Albert’s grandson, Ray Watembach, president of the Polish Genealogical Society of New Zealand: “My [maternal] grandmother should have been ‘Marysia’ [Neustrowska] but she was registered as ‘Mariane.’

“The Prussians found some of the ethnic Polish surnames a bit difficult to change, but the short ones like ‘Haftka’ became ‘Haftke.’ I found one set of Haftke baptismal records with the spelling ‘Haftkowski,’ which tells me that when the Germans tried germanising the name ‘Haftka’ to ‘Haftke,’ the family tried to protect themselves by connecting to Polish nobility who at that time were still not under pressure to change their names. The suffix ‘ski’ was usually attached to a noble estate, so the serfs started using ‘ski’ to indicate that the Germans shouldn’t touch them.

“When they returned home a year later they found the Polish language had been officially exterminated by an act of parliament…”

“By 1863, after the Polish Uprising, that protection disappeared, and conscription of Polish men into Prussian army units started. There was a Prussian military base in Starogard, in the middle of the Kaszubian territory, as well as one in Gdańsk. In 1870, the conscripted Polish men became involved in the Franco-Prussian war in which the Siege of Paris was the last battle that France lost.

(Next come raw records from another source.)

//! Wire protocol between sync clients and the remote realtime store.
//!
//! Clients send [`Request`] frames and receive [`ServerFrame`]s: either a
//! [`ServerFrame::Reply`] correlated by `request_id`, or an unsolicited
//! [`ServerFrame::Change`] for a table the client subscribed to.
//!
//! Rows are snake_case JSON objects carried as strings. Postcard is not
//! self-describing, so it cannot encode `serde_json::Value` directly.

use std::fmt;
use std::str::FromStr;

use serde::{Deserialize, Serialize};

/// A table held by the remote store.
#[derive(Debug, Clone, Copy, PartialEq, Eq, Hash, PartialOrd, Ord, Serialize, Deserialize)]
pub enum Table {
    /// The shared task list.
    Tasks,
    /// The message stream.
    Messages,
}

impl Table {
    /// All tables, in a fixed order.
    pub const ALL: [Self; 2] = [Self::Tasks, Self::Messages];

    /// Returns the table name used in rows, SQL and logs.
    #[must_use]
    pub const fn as_str(self) -> &'static str {
        match self {
            Self::Tasks => "tasks",
            Self::Messages => "messages",
        }
    }
}

impl fmt::Display for Table {
    fn fmt(&self, f: &mut fmt::Formatter<'_>) -> fmt::Result {
        f.write_str(self.as_str())
    }
}

impl FromStr for Table {
    type Err = String;

    fn from_str(s: &str) -> Result<Self, Self::Err> {
        match s {
            "tasks" => Ok(Self::Tasks),
            "messages" => Ok(Self::Messages),
            other => Err(format!("unknown table: {other}")),
        }
    }
}

/// A client request, correlated with its reply by `request_id`.
#[derive(Debug, Clone, PartialEq, Eq, Serialize, Deserialize)]
pub struct Request {
    /// Client-chosen correlation id, unique per connection.
    pub request_id: u64,
    /// The operation to perform.
    pub op: Op,
}

/// Operations a client can request.
#[derive(Debug, Clone, PartialEq, Eq, Serialize, Deserialize)]
pub enum Op {
    /// Insert a row. A row without an `id` gets one assigned by the server.
    ///
    /// Replies with [`Reply::Row`] holding the stored row.
    Insert {
        /// Target table.
        table: Table,
        /// Row as a JSON object.
        row: String,
    },
    /// Merge `patch` into the row with `id`.
    ///
    /// Replies with [`Reply::Row`], or [`Reply::Failed`] if the row is absent.
    Update {
        /// Target table.
        table: Table,
        /// Row id.
        id: String,
        /// Partial row as a JSON object.
        patch: String,
    },
    /// Delete the row with `id`. Deleting an absent row succeeds.
    Delete {
        /// Target table.
        table: Table,
        /// Row id.
        id: String,
    },
    /// Fetch rows created at or after `since`, newest first.
    ///
    /// Replies with [`Reply::Rows`].
    FetchSince {
        /// Target table.
        table: Table,
        /// RFC 3339 lower bound on `created_at`; `None` fetches everything.
        since: Option<String>,
        /// Maximum number of rows to return.
        limit: u32,
    },
    /// Start receiving [`ServerFrame::Change`] frames for `table`.
    Subscribe {
        /// Table to watch.
        table: Table,
    },
}

impl Op {
    /// Returns the table this operation targets.
    #[must_use]
    pub const fn table(&self) -> Table {
        match self {
            Self::Insert { table, .. }
            | Self::Update { table, .. }
            | Self::Delete { table, .. }
            | Self::FetchSince { table, .. }
            | Self::Subscribe { table } => *table,
        }
    }
}

/// Outcome of a [`Request`].
#[derive(Debug, Clone, PartialEq, Eq, Serialize, Deserialize)]
pub enum Reply {
    /// The operation succeeded with nothing to return.
    Done,
    /// The operation succeeded and produced one row.
    Row(String),
    /// The operation succeeded and produced a list of rows.
    Rows(Vec<String>),
    /// The operation was rejected.
    Failed {
        /// Human-readable reason.
        reason: String,
    },
}

/// Kind of mutation reported by a change frame.
#[derive(Debug, Clone, Copy, PartialEq, Eq, Serialize, Deserialize)]
pub enum ChangeKind {
    /// A row was inserted.
    Insert,
    /// A row was updated.
    Update,
    /// A row was deleted.
    Delete,
}

/// Frames sent by the server.
#[derive(Debug, Clone, PartialEq, Eq, Serialize, Deserialize)]
pub enum ServerFrame {
    /// Reply to a client request.
    Reply {
        /// Correlation id echoed from the request.
        request_id: u64,
        /// Outcome.
        reply: Reply,
    },
    /// A row in a subscribed table changed.
    Change {
        /// Table that changed.
        table: Table,
        /// What happened.
        kind: ChangeKind,
        /// Id of the affected row.
        id: String,
        /// The row after the change; `None` for deletes.
        row: Option<String>,
    },
}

When they returned home a year later, they found the Polish language had been officially exterminated by an act of parliament, all Polish schools closed, and priests jailed or deported.”

Albert left for the Franco-Prussian War as a 30-year-old struggling to retain his Polishness in a place that held little hope for the future of his young family. He had married Katarzyna Roda in Rytel in 1865, and they had two children, Józef, three, and Marianna, a year old.

He returned at the height of Otto von Bismarck’s influence as Minister President of Prussia. In 1871, Rytel and its surrounds became part of the German Empire. Along with a worsening situation for Poles as a whole, Albert’s less than patriotic Prussian war record made him and his family even more of a target than some of his other Polish neighbours.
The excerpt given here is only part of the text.